Legal Update Memo No. 60-2020 – New Special Education Guidance (K-12)

Download pdf: 60-2020 – New Special Education Guidance (DLM)

On September 30, 2020, the California Department of Education (“CDE”) released new guidance (“Guidance”) related to the provision of supports and services to students with disabilities during the COVID-19 pandemic.  While the Guidance addressed cohorts, distance learning, assessments, drafting emergency conditions offers in IEPs, and the social emotional wellness of students, this brief legal update highlights some of the more informative components of the Guidance.

We have received questions from clients asking if the reduced minimum days this school year allows for a unilateral reduction in specialized academic instruction (“SAI”) minutes in students’ IEPs.  For example, if a student’s school day used to be six hours and is now four hours, and a student’s operative IEP included SAI of 1200 minutes a week, could the local education agency (“LEA”) unilaterally interpret the student’s minutes to now be reduced, by operation of the adoption of the new minimum school day, to require only a proportionate number of SAI minutes, i.e. 800 minutes per week of SAI instead of 1200 minutes?  It appears that the CDE has taken the position that IEP service minutes, including SAI, must be implemented with fidelity as set forth in the operative IEP.  The CDE has this to say on the subject:

Do the requirements for distance learning and instructional minutes in the FY 2020-21 school year impact Specialized Academic Instruction on a student’s IEP?

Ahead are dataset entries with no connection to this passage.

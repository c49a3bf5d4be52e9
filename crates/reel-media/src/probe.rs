//! FFprobe media information.

use serde::{Deserialize, Serialize};
use std::path::Path;
use std::process::Stdio;
use tokio::process::Command;

use crate::error::{MediaError, MediaResult};

/// Media file information.
#[derive(Debug, Clone, Serialize, Deserialize)]
pub struct MediaInfo {
    /// Duration in seconds
    pub duration: f64,
    /// Width in pixels (0 for audio-only files)
    pub width: u32,
    /// Height in pixels (0 for audio-only files)
    pub height: u32,
    /// Frame rate (fps)
    pub fps: f64,
    /// Whether the file carries an audio stream
    pub has_audio: bool,
}

/// FFprobe JSON output format.
#[derive(Debug, Deserialize)]
struct FfprobeOutput {
    format: FfprobeFormat,
    streams: Vec<FfprobeStream>,
}

#[derive(Debug, Deserialize)]
struct FfprobeFormat {
    duration: Option<String>,
}

#[derive(Debug, Deserialize)]
struct FfprobeStream {
    codec_type: String,
    width: Option<u32>,
    height: Option<u32>,
    r_frame_rate: Option<String>,
    avg_frame_rate: Option<String>,
}

/// Probe a media file for information.
pub async fn probe_media(path: impl AsRef<Path>) -> MediaResult<MediaInfo> {
    let path = path.as_ref();

    if !path.exists() {
        return Err(MediaError::FileNotFound(path.to_path_buf()));
    }

    which::which("ffprobe").map_err(|_| MediaError::FfprobeNotFound)?;

    let output = Command::new("ffprobe")
        .args([
            "-v",
            "quiet",
            "-print_format",
            "json",
            "-show_format",
            "-show_streams",
        ])
        .arg(path)
        .stdin(Stdio::null())
        .stdout(Stdio::piped())
        .stderr(Stdio::piped())
        .output()
        .await?;

    if !output.status.success() {
        return Err(MediaError::FfprobeFailed {
            message: format!("FFprobe failed for {}", path.display()),
            stderr: Some(String::from_utf8_lossy(&output.stderr).to_string()),
        });
    }

    let probe: FfprobeOutput = serde_json::from_slice(&output.stdout)?;

    let video_stream = probe.streams.iter().find(|s| s.codec_type == "video");
    let has_audio = probe.streams.iter().any(|s| s.codec_type == "audio");

    let duration = probe
        .format
        .duration
        .as_ref()
        .and_then(|d| d.parse::<f64>().ok())
        .unwrap_or(0.0);

    let fps = video_stream
        .and_then(|s| {
            s.avg_frame_rate
                .as_ref()
                .or(s.r_frame_rate.as_ref())
                .and_then(|r| parse_frame_rate(r))
        })
        .unwrap_or(0.0);

    Ok(MediaInfo {
        duration,
        width: video_stream.and_then(|s| s.width).unwrap_or(0),
        height: video_stream.and_then(|s| s.height).unwrap_or(0),
        fps,
        has_audio,
    })
}

/// Get media duration in seconds.
pub async fn get_duration(path: impl AsRef<Path>) -> MediaResult<f64> {
    let info = probe_media(path).await?;
    Ok(info.duration)
}

/// Get the duration of an audio file, rejecting empty tracks.
pub async fn get_audio_duration(path: impl AsRef<Path>) -> MediaResult<f64> {
    let path = path.as_ref();
    let info = probe_media(path).await?;
    if info.duration <= 0.0 {
        return Err(MediaError::invalid_media(format!(
            "audio file has zero duration: {}",
            path.display()
        )));
    }
    Ok(info.duration)
}

/// Parse frame rate string (e.g., "30/1" or "29.97").
fn parse_frame_rate(s: &str) -> Option<f64> {
    if let Some((num, den)) = s.split_once('/') {
        let num: f64 = num.parse().ok()?;
        let den: f64 = den.parse().ok()?;
        if den > 0.0 {
            return Some(num / den);
        }
    }
    s.parse().ok()
}

#[cfg(test)]
mod tests {
    use super::*;

    #[test]
    fn test_parse_frame_rate() {
        assert!((parse_frame_rate("30/1").unwrap() - 30.0).abs() < 0.01);
        assert!((parse_frame_rate("30000/1001").unwrap() - 29.97).abs() < 0.01);
        assert!((parse_frame_rate("29.97").unwrap() - 29.97).abs() < 0.01);
        assert!(parse_frame_rate("30/0").is_none());
    }

    #[tokio::test]
    async fn test_probe_missing_file() {
        let err = probe_media("/nonexistent/clip.mp4").await.unwrap_err();
        assert!(matches!(err, MediaError::FileNotFound(_)));
    }
}
//! Cloudflare R2 storage client for published renders and reference images.

pub mod client;
pub mod error;
pub mod operations;

pub use client::{R2Client, R2Config};
pub use error::{StorageError, StorageResult};
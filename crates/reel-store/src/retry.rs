//! Retry policy with exponential backoff and jitter.

use std::time::Duration;

use tracing::warn;

use crate::error::{StoreError, StoreResult};

/// Retry policy configuration.
#[derive(Debug, Clone)]
pub struct RetryConfig {
    /// Maximum number of retry attempts.
    pub max_retries: u32,
    /// Base delay for exponential backoff (in milliseconds).
    pub base_delay_ms: u64,
    /// Maximum delay cap (in milliseconds).
    pub max_delay_ms: u64,
}

impl Default for RetryConfig {
    fn default() -> Self {
        Self {
            max_retries: 3,
            base_delay_ms: 100,
            max_delay_ms: 5000,
        }
    }
}

/// Execute an async operation with retry.
///
/// Retries on transport errors, HTTP 429 (honoring Retry-After), and 5xx.
/// Does not retry other 4xx, not-found, or decode errors.
pub async fn with_retry<T, F, Fut>(
    config: &RetryConfig,
    operation: &str,
    op: F,
) -> StoreResult<T>
where
    F: Fn() -> Fut,
    Fut: std::future::Future<Output = StoreResult<T>>,
{
    let mut last_error = None;

    for attempt in 0..=config.max_retries {
        match op().await {
            Ok(value) => return Ok(value),
            Err(e) if e.is_retryable() && attempt < config.max_retries => {
                let delay = calculate_delay(config, attempt, e.retry_after_ms());
                warn!(
                    operation = %operation,
                    attempt = attempt + 1,
                    delay_ms = delay.as_millis() as u64,
                    "Store operation failed, retrying: {}",
                    e
                );
                tokio::time::sleep(delay).await;
                last_error = Some(e);
            }
            Err(e) => return Err(e),
        }
    }

    Err(last_error.unwrap_or_else(|| StoreError::request_failed("Unknown error")))
}

/// Calculate retry delay with exponential backoff and full jitter.
fn calculate_delay(config: &RetryConfig, attempt: u32, retry_after_ms: Option<u64>) -> Duration {
    if let Some(after) = retry_after_ms {
        return Duration::from_millis(after);
    }

    let exp_delay = config.base_delay_ms.saturating_mul(2u64.pow(attempt));
    let capped_delay = exp_delay.min(config.max_delay_ms);

    // Full jitter via time-based pseudo-randomization; no rand dependency
    // needed at this layer.
    let jittered = if capped_delay > 0 {
        use std::time::SystemTime;
        let nanos = SystemTime::now()
            .duration_since(SystemTime::UNIX_EPOCH)
            .map(|d| d.subsec_nanos())
            .unwrap_or(0);
        let random_factor = (nanos % 1000) as f64 / 1000.0;
        ((capped_delay as f64) * random_factor) as u64
    } else {
        0
    };

    Duration::from_millis(jittered.max(config.base_delay_ms))
}
//! Word-level transcription for subtitle timing.
//!
//! Uploads the narration audio to a Whisper-style transcription endpoint
//! requesting word-granularity timestamps.

use std::path::Path;
use std::time::Duration;

use serde::Deserialize;
use tracing::debug;

use reel_media::WordTiming;

use crate::error::{ProviderError, ProviderResult};

/// Transcription configuration.
#[derive(Debug, Clone)]
pub struct TranscriptionConfig {
    pub api_key: Option<String>,
    pub api_base: String,
    pub model: String,
}

impl Default for TranscriptionConfig {
    fn default() -> Self {
        Self {
            api_key: None,
            api_base: "https://api.openai.com".to_string(),
            model: "whisper-1".to_string(),
        }
    }
}

impl TranscriptionConfig {
    pub fn from_env() -> Self {
        Self {
            api_key: std::env::var("TRANSCRIBE_API_KEY")
                .ok()
                .or_else(|| std::env::var("OPENAI_API_KEY").ok()),
            api_base: std::env::var("TRANSCRIBE_API_BASE")
                .unwrap_or_else(|_| "https://api.openai.com".to_string()),
            model: "whisper-1".to_string(),
        }
    }
}

/// Transcription client.
pub struct TranscriptionClient {
    config: TranscriptionConfig,
    http: reqwest::Client,
}

impl TranscriptionClient {
    pub fn new(config: TranscriptionConfig) -> Self {
        Self {
            config,
            http: reqwest::Client::new(),
        }
    }

    /// Transcribe the audio file into word timings.
    pub async fn transcribe_words(&self, audio_path: &Path) -> ProviderResult<Vec<WordTiming>> {
        let api_key = self
            .config
            .api_key
            .as_ref()
            .ok_or_else(|| ProviderError::missing_credentials("transcription"))?;

        let bytes = tokio::fs::read(audio_path).await?;
        let filename = audio_path
            .file_name()
            .map(|n| n.to_string_lossy().to_string())
            .unwrap_or_else(|| "narration.mp3".to_string());

        let form = reqwest::multipart::Form::new()
            .part(
                "file",
                reqwest::multipart::Part::bytes(bytes).file_name(filename),
            )
            .text("model", self.config.model.clone())
            .text("response_format", "verbose_json")
            .text("timestamp_granularities[]", "word");

        let response = self
            .http
            .post(format!("{}/v1/audio/transcriptions", self.config.api_base))
            .bearer_auth(api_key)
            .multipart(form)
            .timeout(Duration::from_secs(120))
            .send()
            .await?;

        if !response.status().is_success() {
            return Err(ProviderError::transient(
                "transcription",
                format!("HTTP {}", response.status().as_u16()),
            ));
        }

        #[derive(Deserialize)]
        struct TranscriptionResponse {
            #[serde(default)]
            words: Vec<ApiWord>,
        }
        #[derive(Deserialize)]
        struct ApiWord {
            word: String,
            start: f64,
            end: f64,
        }

        let parsed: TranscriptionResponse = response.json().await?;
        debug!(words = parsed.words.len(), "Transcription complete");

        Ok(parsed
            .words
            .into_iter()
            .map(|w| WordTiming {
                word: w.word,
                start: w.start,
                end: w.end,
            })
            .collect())
    }
}
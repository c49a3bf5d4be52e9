//! Final composition: transitions, duration bounds, CTA logo, encode.

use std::path::{Path, PathBuf};

use tracing::{info, warn};

use reel_media::{clip, compose, download, fs_utils, probe};
use reel_models::{TransitionConfig, TransitionKind, VideoSpec};

use crate::context::WorkerContext;
use crate::error::{WorkerError, WorkerResult};
use crate::scene::SceneOutput;

/// The composed final render.
#[derive(Debug)]
pub struct ComposedVideo {
    pub path: PathBuf,
    pub duration: f64,
}

/// Concatenate the ordered scene clips into the final MP4.
///
/// A global narration track, when present, replaces the concatenated audio.
/// The duration is clamped to the reel bounds before the CTA logo pass so
/// the trim never has to cut through a composited overlay.
pub async fn compose_final(
    ctx: &WorkerContext,
    task_id: &str,
    spec: &VideoSpec,
    scenes: &[SceneOutput],
    global_narration: Option<&Path>,
) -> WorkerResult<ComposedVideo> {
    if scenes.is_empty() {
        return Err(WorkerError::compose_failed("no scene clips to compose"));
    }

    fs_utils::ensure_dir(&ctx.config.output_dir).await?;
    let output_filename = format!("{}_{}", task_id, spec.output_filename);
    let final_path = ctx.config.output_dir.join(&output_filename);

    let transition = spec
        .global_transition_config
        .clone()
        .unwrap_or_default();
    let clip_paths: Vec<&Path> = scenes.iter().map(|s| s.path.as_path()).collect();

    // Stage 1: concatenation with transitions.
    let mut current = fs_utils::unique_path(&ctx.config.temp_dir, "composed", ".mp4");
    let mut stage_files: Vec<PathBuf> = Vec::new();
    concat_stage(&clip_paths, &transition, &current, ctx).await?;

    // Stage 2: global narration replaces the audio track.
    if let Some(narration) = global_narration {
        let next = fs_utils::unique_path(&ctx.config.temp_dir, "composed_narrated", ".mp4");
        clip::attach_narration(&current, narration, &next, true)
            .await
            .map_err(|e| WorkerError::compose_failed(e.to_string()))?;
        stage_files.push(std::mem::replace(&mut current, next));
    }

    // Stage 3: duration bounds.
    let duration = probe::get_duration(&current)
        .await
        .map_err(|e| WorkerError::compose_failed(e.to_string()))?;
    match compose::clamp_duration(
        duration,
        compose::MIN_FINAL_DURATION,
        compose::MAX_FINAL_DURATION,
    ) {
        compose::ClampAction::None => {}
        compose::ClampAction::Pad(pad_secs) => {
            warn!(duration, pad_secs, "Final video too short, padding with black");
            let next = fs_utils::unique_path(&ctx.config.temp_dir, "composed_padded", ".mp4");
            compose::pad_with_black(&current, &next, pad_secs, &ctx.config.final_encoding)
                .await
                .map_err(|e| WorkerError::compose_failed(e.to_string()))?;
            stage_files.push(std::mem::replace(&mut current, next));
        }
        compose::ClampAction::Trim(max) => {
            warn!(duration, max, "Final video too long, trimming");
            let next = fs_utils::unique_path(&ctx.config.temp_dir, "composed_trimmed", ".mp4");
            compose::trim_to(&current, &next, max, &ctx.config.final_encoding)
                .await
                .map_err(|e| WorkerError::compose_failed(e.to_string()))?;
            stage_files.push(std::mem::replace(&mut current, next));
        }
    }

    // Stage 4: CTA logo, applied after trimming, never before.
    if let Some(logo) = spec.logo.as_ref().filter(|l| l.cta_screen) {
        match download::download_asset(
            &logo.url,
            &download::DownloadOptions {
                dest_dir: Some(ctx.config.temp_dir.clone()),
                ..Default::default()
            },
        )
        .await
        {
            Ok(logo_image) => {
                let next = fs_utils::unique_path(&ctx.config.temp_dir, "composed_cta", ".mp4");
                match clip::overlay_logo(&current, &logo_image, &next, logo, &ctx.config.final_encoding)
                    .await
                {
                    Ok(()) => {
                        stage_files.push(std::mem::replace(&mut current, next));
                        info!("CTA logo applied to final video");
                    }
                    Err(e) => {
                        warn!(error = %e, "CTA logo overlay failed, continuing without it");
                        fs_utils::cleanup_files([&next]).await;
                    }
                }
                fs_utils::cleanup_files([&logo_image]).await;
            }
            Err(e) => {
                warn!(error = %e, "CTA logo download failed, continuing without it");
            }
        }
    }

    // Stage 5: move into the output directory.
    tokio::fs::rename(&current, &final_path)
        .await
        .map_err(|e| WorkerError::compose_failed(format!("failed to move final render: {e}")))?;
    fs_utils::cleanup_files(&stage_files).await;

    let final_duration = probe::get_duration(&final_path)
        .await
        .map_err(|e| WorkerError::compose_failed(e.to_string()))?;
    info!(
        path = %final_path.display(),
        duration = final_duration,
        "Final video composed"
    );

    Ok(ComposedVideo {
        path: final_path,
        duration: final_duration,
    })
}

async fn concat_stage(
    clip_paths: &[&Path],
    transition: &TransitionConfig,
    output: &Path,
    ctx: &WorkerContext,
) -> WorkerResult<()> {
    if clip_paths.len() > 1 && transition.kind != TransitionKind::None {
        compose::concat_with_transitions(
            clip_paths,
            transition.kind,
            transition.duration_seconds,
            output,
            &ctx.config.final_encoding,
        )
        .await
        .map_err(|e| WorkerError::compose_failed(e.to_string()))
    } else {
        compose::concat_clips(clip_paths, output, &ctx.config.final_encoding)
            .await
            .map_err(|e| WorkerError::compose_failed(e.to_string()))
    }
}
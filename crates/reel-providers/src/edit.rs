//! AI image editing.
//!
//! Sends the source image plus an edit instruction to the gemini image
//! model and writes the edited result, letterboxed to the reel size.
//! Callers treat any failure as non-fatal and keep the unedited source.

use std::path::PathBuf;
use std::time::Duration;

use base64::Engine;
use serde::Deserialize;
use tracing::info;

use reel_media::{clip, download, fs_utils};

use crate::error::{ProviderError, ProviderResult};
use crate::image::ImageGenConfig;

/// Image edit client; shares the image-generation configuration.
pub struct ImageEditClient {
    config: ImageGenConfig,
    http: reqwest::Client,
    temp_dir: PathBuf,
}

impl ImageEditClient {
    pub fn new(config: ImageGenConfig, temp_dir: impl Into<PathBuf>) -> Self {
        Self {
            config,
            http: reqwest::Client::new(),
            temp_dir: temp_dir.into(),
        }
    }

    /// Edit the image at `source_url` following `edit_prompt`. Returns the
    /// path of a new PNG at the reel size.
    pub async fn edit(&self, source_url: &str, edit_prompt: &str) -> ProviderResult<PathBuf> {
        let api_key = self
            .config
            .gemini_api_key
            .as_ref()
            .ok_or_else(|| ProviderError::missing_credentials("gemini"))?;

        let options = download::DownloadOptions {
            dest_dir: Some(self.temp_dir.clone()),
            ..Default::default()
        };
        let source_path = download::download_asset(source_url, &options).await?;
        let source_bytes = tokio::fs::read(&source_path).await?;
        let source_b64 = base64::engine::general_purpose::STANDARD.encode(&source_bytes);
        fs_utils::cleanup_files([&source_path]).await;

        let instruction = format!(
            "Edit this image according to the following instructions: {edit_prompt}. \
             Maintain the same aspect ratio and composition while applying the requested changes."
        );

        let url = format!(
            "{}/v1beta/models/gemini-2.0-flash-preview-image-generation:generateContent?key={}",
            self.config.gemini_base, api_key
        );
        let response = self
            .http
            .post(&url)
            .json(&serde_json::json!({
                "contents": [{
                    "parts": [
                        {"text": instruction},
                        {"inlineData": {"mimeType": "image/png", "data": source_b64}}
                    ]
                }],
                "generationConfig": {"responseModalities": ["TEXT", "IMAGE"]}
            }))
            .timeout(Duration::from_secs(120))
            .send()
            .await?;

        if !response.status().is_success() {
            return Err(ProviderError::generation(
                "gemini",
                format!("edit HTTP {}", response.status().as_u16()),
            ));
        }

        #[derive(Deserialize)]
        struct GeminiResponse {
            candidates: Vec<Candidate>,
        }
        #[derive(Deserialize)]
        struct Candidate {
            content: Content,
        }
        #[derive(Deserialize)]
        struct Content {
            parts: Vec<Part>,
        }
        #[derive(Deserialize)]
        struct Part {
            #[serde(rename = "inlineData")]
            inline_data: Option<InlineData>,
        }
        #[derive(Deserialize)]
        struct InlineData {
            data: String,
        }

        let parsed: GeminiResponse = response.json().await?;
        let b64 = parsed
            .candidates
            .first()
            .and_then(|c| c.content.parts.iter().find_map(|p| p.inline_data.as_ref()))
            .map(|d| d.data.as_str())
            .ok_or_else(|| ProviderError::invalid_response("gemini", "no edited image"))?;
        let bytes = base64::engine::general_purpose::STANDARD
            .decode(b64)
            .map_err(|e| ProviderError::invalid_response("gemini", e.to_string()))?;

        let raw = fs_utils::unique_path(&self.temp_dir, "edited_raw", ".png");
        tokio::fs::write(&raw, &bytes).await?;
        let output = fs_utils::unique_path(&self.temp_dir, "edited_image", ".png");
        clip::resize_image_file(&raw, &output, self.config.reel_w, self.config.reel_h).await?;
        fs_utils::cleanup_files([&raw]).await;

        info!(path = %output.display(), "Image edited");
        Ok(output)
    }
}
//! FFmpeg command builder and runner.

use std::path::{Path, PathBuf};
use std::process::Stdio;
use tokio::process::Command;
use tracing::{debug, warn};

use crate::error::{MediaError, MediaResult};

/// Builder for FFmpeg commands.
///
/// Supports any number of inputs, each with its own pre-`-i` arguments
/// (`-loop`, `-t`, `-f lavfi`, `-stream_loop`, ...).
#[derive(Debug, Clone)]
pub struct FfmpegCommand {
    /// Inputs as (args-before-`-i`, source)
    inputs: Vec<(Vec<String>, String)>,
    /// Output file path
    output: PathBuf,
    /// Output arguments (between inputs and output path)
    output_args: Vec<String>,
    /// Whether to overwrite output
    overwrite: bool,
    /// Log level
    log_level: String,
}

impl FfmpegCommand {
    /// Create a new FFmpeg command writing to `output`.
    pub fn new(output: impl AsRef<Path>) -> Self {
        Self {
            inputs: Vec::new(),
            output: output.as_ref().to_path_buf(),
            output_args: Vec::new(),
            overwrite: true,
            log_level: "error".to_string(),
        }
    }

    /// Add a plain file input.
    pub fn input(self, path: impl AsRef<Path>) -> Self {
        self.input_with_args(Vec::<String>::new(), path.as_ref().to_string_lossy())
    }

    /// Add an input with arguments placed before its `-i`.
    pub fn input_with_args<I, S>(mut self, args: I, source: impl Into<String>) -> Self
    where
        I: IntoIterator<Item = S>,
        S: Into<String>,
    {
        self.inputs
            .push((args.into_iter().map(Into::into).collect(), source.into()));
        self
    }

    /// Add a lavfi source input (e.g. `color=black:s=1080x1920`).
    pub fn lavfi_input(self, spec: impl Into<String>) -> Self {
        self.input_with_args(["-f".to_string(), "lavfi".to_string()], spec)
    }

    /// Add an output argument.
    pub fn output_arg(mut self, arg: impl Into<String>) -> Self {
        self.output_args.push(arg.into());
        self
    }

    /// Add multiple output arguments.
    pub fn output_args<I, S>(mut self, args: I) -> Self
    where
        I: IntoIterator<Item = S>,
        S: Into<String>,
    {
        self.output_args.extend(args.into_iter().map(Into::into));
        self
    }

    /// Set output duration.
    pub fn duration(self, seconds: f64) -> Self {
        self.output_arg("-t").output_arg(format!("{:.3}", seconds))
    }

    /// Set video filter.
    pub fn video_filter(self, filter: impl Into<String>) -> Self {
        self.output_arg("-vf").output_arg(filter)
    }

    /// Set audio filter.
    pub fn audio_filter(self, filter: impl Into<String>) -> Self {
        self.output_arg("-af").output_arg(filter)
    }

    /// Set filter complex.
    pub fn filter_complex(self, filter: impl Into<String>) -> Self {
        self.output_arg("-filter_complex").output_arg(filter)
    }

    /// Map a stream into the output.
    pub fn map(self, stream: impl Into<String>) -> Self {
        self.output_arg("-map").output_arg(stream)
    }

    /// Set video codec.
    pub fn video_codec(self, codec: impl Into<String>) -> Self {
        self.output_arg("-c:v").output_arg(codec)
    }

    /// Set audio codec.
    pub fn audio_codec(self, codec: impl Into<String>) -> Self {
        self.output_arg("-c:a").output_arg(codec)
    }

    /// Set CRF (quality).
    pub fn crf(self, crf: u8) -> Self {
        self.output_arg("-crf").output_arg(crf.to_string())
    }

    /// Set encoder preset.
    pub fn preset(self, preset: impl Into<String>) -> Self {
        self.output_arg("-preset").output_arg(preset)
    }

    /// Set video bitrate.
    pub fn bitrate(self, bitrate: impl Into<String>) -> Self {
        self.output_arg("-b:v").output_arg(bitrate)
    }

    /// Set frame rate.
    pub fn fps(self, fps: u32) -> Self {
        self.output_arg("-r").output_arg(fps.to_string())
    }

    /// Set encoder thread count.
    pub fn threads(self, threads: usize) -> Self {
        self.output_arg("-threads").output_arg(threads.to_string())
    }

    /// Extract a single frame.
    pub fn single_frame(self) -> Self {
        self.output_arg("-vframes").output_arg("1")
    }

    /// Apply a full encoding profile (codec, preset, crf, bitrate, threads, fps).
    pub fn encoding_profile(self, profile: &reel_models::EncodingProfile) -> Self {
        self.video_codec(&profile.codec)
            .preset(&profile.preset)
            .crf(profile.crf)
            .bitrate(&profile.bitrate)
            .threads(profile.threads)
            .fps(profile.fps)
            .output_arg("-pix_fmt")
            .output_arg("yuv420p")
    }

    /// Set log level.
    pub fn log_level(mut self, level: impl Into<String>) -> Self {
        self.log_level = level.into();
        self
    }

    pub fn output_path(&self) -> &Path {
        &self.output
    }

    /// Build the full argument list.
    pub fn build_args(&self) -> Vec<String> {
        let mut args = Vec::new();

        if self.overwrite {
            args.push("-y".to_string());
        }

        args.push("-v".to_string());
        args.push(self.log_level.clone());

        for (input_args, source) in &self.inputs {
            args.extend(input_args.clone());
            args.push("-i".to_string());
            args.push(source.clone());
        }

        args.extend(self.output_args.clone());
        args.push(self.output.to_string_lossy().to_string());

        args
    }
}

/// Runner for FFmpeg commands with an optional timeout.
#[derive(Debug, Default)]
pub struct FfmpegRunner {
    timeout_secs: Option<u64>,
}

impl FfmpegRunner {
    pub fn new() -> Self {
        Self { timeout_secs: None }
    }

    /// Kill the encoder after this many seconds.
    pub fn with_timeout(mut self, secs: u64) -> Self {
        self.timeout_secs = Some(secs);
        self
    }

    /// Run an FFmpeg command to completion.
    pub async fn run(&self, cmd: &FfmpegCommand) -> MediaResult<()> {
        which::which("ffmpeg").map_err(|_| MediaError::FfmpegNotFound)?;

        let args = cmd.build_args();
        debug!("Running FFmpeg: ffmpeg {}", args.join(" "));

        let mut child = Command::new("ffmpeg")
            .args(&args)
            .stdin(Stdio::null())
            .stdout(Stdio::null())
            .stderr(Stdio::piped())
            .spawn()?;

        // Drain stderr concurrently so a chatty encoder can never fill the
        // pipe buffer and stall.
        let stderr = child.stderr.take();
        let capture = tokio::spawn(async move {
            let mut captured = String::new();
            if let Some(mut pipe) = stderr {
                use tokio::io::AsyncReadExt;
                let _ = pipe.read_to_string(&mut captured).await;
            }
            captured
        });

        let status = if let Some(timeout_secs) = self.timeout_secs {
            let waited =
                tokio::time::timeout(std::time::Duration::from_secs(timeout_secs), child.wait())
                    .await;
            match waited {
                Ok(status) => status?,
                Err(_) => {
                    warn!(timeout_secs, "FFmpeg timed out, killing process");
                    let _ = child.kill().await;
                    return Err(MediaError::Timeout(timeout_secs));
                }
            }
        } else {
            child.wait().await?
        };

        let captured = capture.await.unwrap_or_default();

        if status.success() {
            Ok(())
        } else {
            let tail: String = captured
                .lines()
                .rev()
                .take(8)
                .collect::<Vec<_>>()
                .into_iter()
                .rev()
                .collect::<Vec<_>>()
                .join("\n");
            Err(MediaError::ffmpeg_failed(
                "FFmpeg exited with non-zero status",
                Some(tail),
                status.code(),
            ))
        }
    }
}

/// Check if FFmpeg is available.
pub fn check_ffmpeg() -> MediaResult<PathBuf> {
    which::which("ffmpeg").map_err(|_| MediaError::FfmpegNotFound)
}

/// Check if FFprobe is available.
pub fn check_ffprobe() -> MediaResult<PathBuf> {
    which::which("ffprobe").map_err(|_| MediaError::FfprobeNotFound)
}

#[cfg(test)]
mod tests {
    use super::*;

    #[test]
    fn test_command_builder_single_input() {
        let cmd = FfmpegCommand::new("output.mp4")
            .input("input.mp4")
            .duration(30.0)
            .video_codec("libx264")
            .crf(18);

        let args = cmd.build_args();
        assert!(args.contains(&"-i".to_string()));
        assert!(args.contains(&"input.mp4".to_string()));
        assert!(args.contains(&"-t".to_string()));
        assert!(args.contains(&"30.000".to_string()));
        assert!(args.contains(&"libx264".to_string()));
        assert_eq!(args.last().unwrap(), "output.mp4");
    }

    #[test]
    fn test_input_args_precede_their_input() {
        let cmd = FfmpegCommand::new("out.mp4")
            .input_with_args(["-loop", "1", "-t", "5"], "image.png")
            .input("audio.mp3");

        let args = cmd.build_args();
        let loop_pos = args.iter().position(|a| a == "-loop").unwrap();
        let img_pos = args.iter().position(|a| a == "image.png").unwrap();
        let audio_pos = args.iter().position(|a| a == "audio.mp3").unwrap();
        assert!(loop_pos < img_pos);
        assert!(img_pos < audio_pos);
    }

    #[test]
    fn test_lavfi_input() {
        let cmd = FfmpegCommand::new("out.mp4").lavfi_input("color=black:s=1080x1920");
        let args = cmd.build_args();
        assert!(args.contains(&"lavfi".to_string()));
        assert!(args.contains(&"color=black:s=1080x1920".to_string()));
    }

    #[test]
    fn test_encoding_profile() {
        let profile = reel_models::EncodingProfile::scene_default();
        let cmd = FfmpegCommand::new("out.mp4").input("in.mp4").encoding_profile(&profile);
        let args = cmd.build_args();
        assert!(args.contains(&"ultrafast".to_string()));
        assert!(args.contains(&"yuv420p".to_string()));
        assert!(args.contains(&"24".to_string()));
    }
}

Specialized Academic Instruction (SAI) in a student’s IEP (including minutes), like all aspects of the IEP, is determined by the IEP team.  SAI is an instructional service and individualized based on student need.  LEAs are required to implement IEPs.

Therefore, when an LEA reduces its minimum day, they must either implement SAI as written in the IEP, or gain consent to an amendment to that IEP to change those minutes.[1]

In addition, the Guidance clarifies that cohort rules for special education students this year during distance learning apply to students who are ages 18-22:

Does the [California Department of Public Health “CDPH”] guidance related to cohorts apply to students age 18-22 participating in post-secondary programs that are provided through the K-12 school setting?

Yes.  LEAs may serve small cohorts of students with disabilities ages 18-22 consistent with the CDPH guidance.[2]

 The Guidance also addresses the subject of emergency condition offers within the IEP.  Recall that Senate Bill 98 added a requirement that IEPs include a description of services during emergency conditions.  Emergency conditions are outlined in Education Code section 46392 and include “fire, flood, impassable roads, epidemic, earthquake, the imminence of a major safety hazard as determined by the local law enforcement agency, and a strike involving transportation services to pupils provided by a non-school entity,” among other conditions.

The Guidance addresses, among other questions, when the emergency condition offer may be implemented:

Does an LEA need to wait 10 days before implementing the description of how the IEP will be implemented under emergency conditions IEP?

No.  If the LEA has good reason to believe that, due to emergency conditions [], instruction or services, or both, cannot be provided to the pupil either at the school or in person for more than 10 school days, the LEA may implement the provisions outlined in the description before 10 school days have elapsed.

 Please contact our office with questions regarding this Legal Update or any other legal matter.

The information in this Legal Update is provided as a summary of law and is not intended as legal advice.  Application of the law may vary depending on the particular facts and circumstances at issue.  We, therefore, recommend that you consult legal counsel to advise you on how the law applies to your specific situation.

 © 2020 School and College Legal Services of California

 All rights reserved.  However, SCLS grants permission to any current SCLS client to use, reproduce, and distribute this Legal Update in its entirety for the client’s own non-commercial purposes.

[1] Note that as of October 1, 2020, these minutes, when provided during distance learning, can now be entered with the service location of “Virtual Platform,” on Special Education Information System “SEIS.” More information about this may be found on the SEIS home page.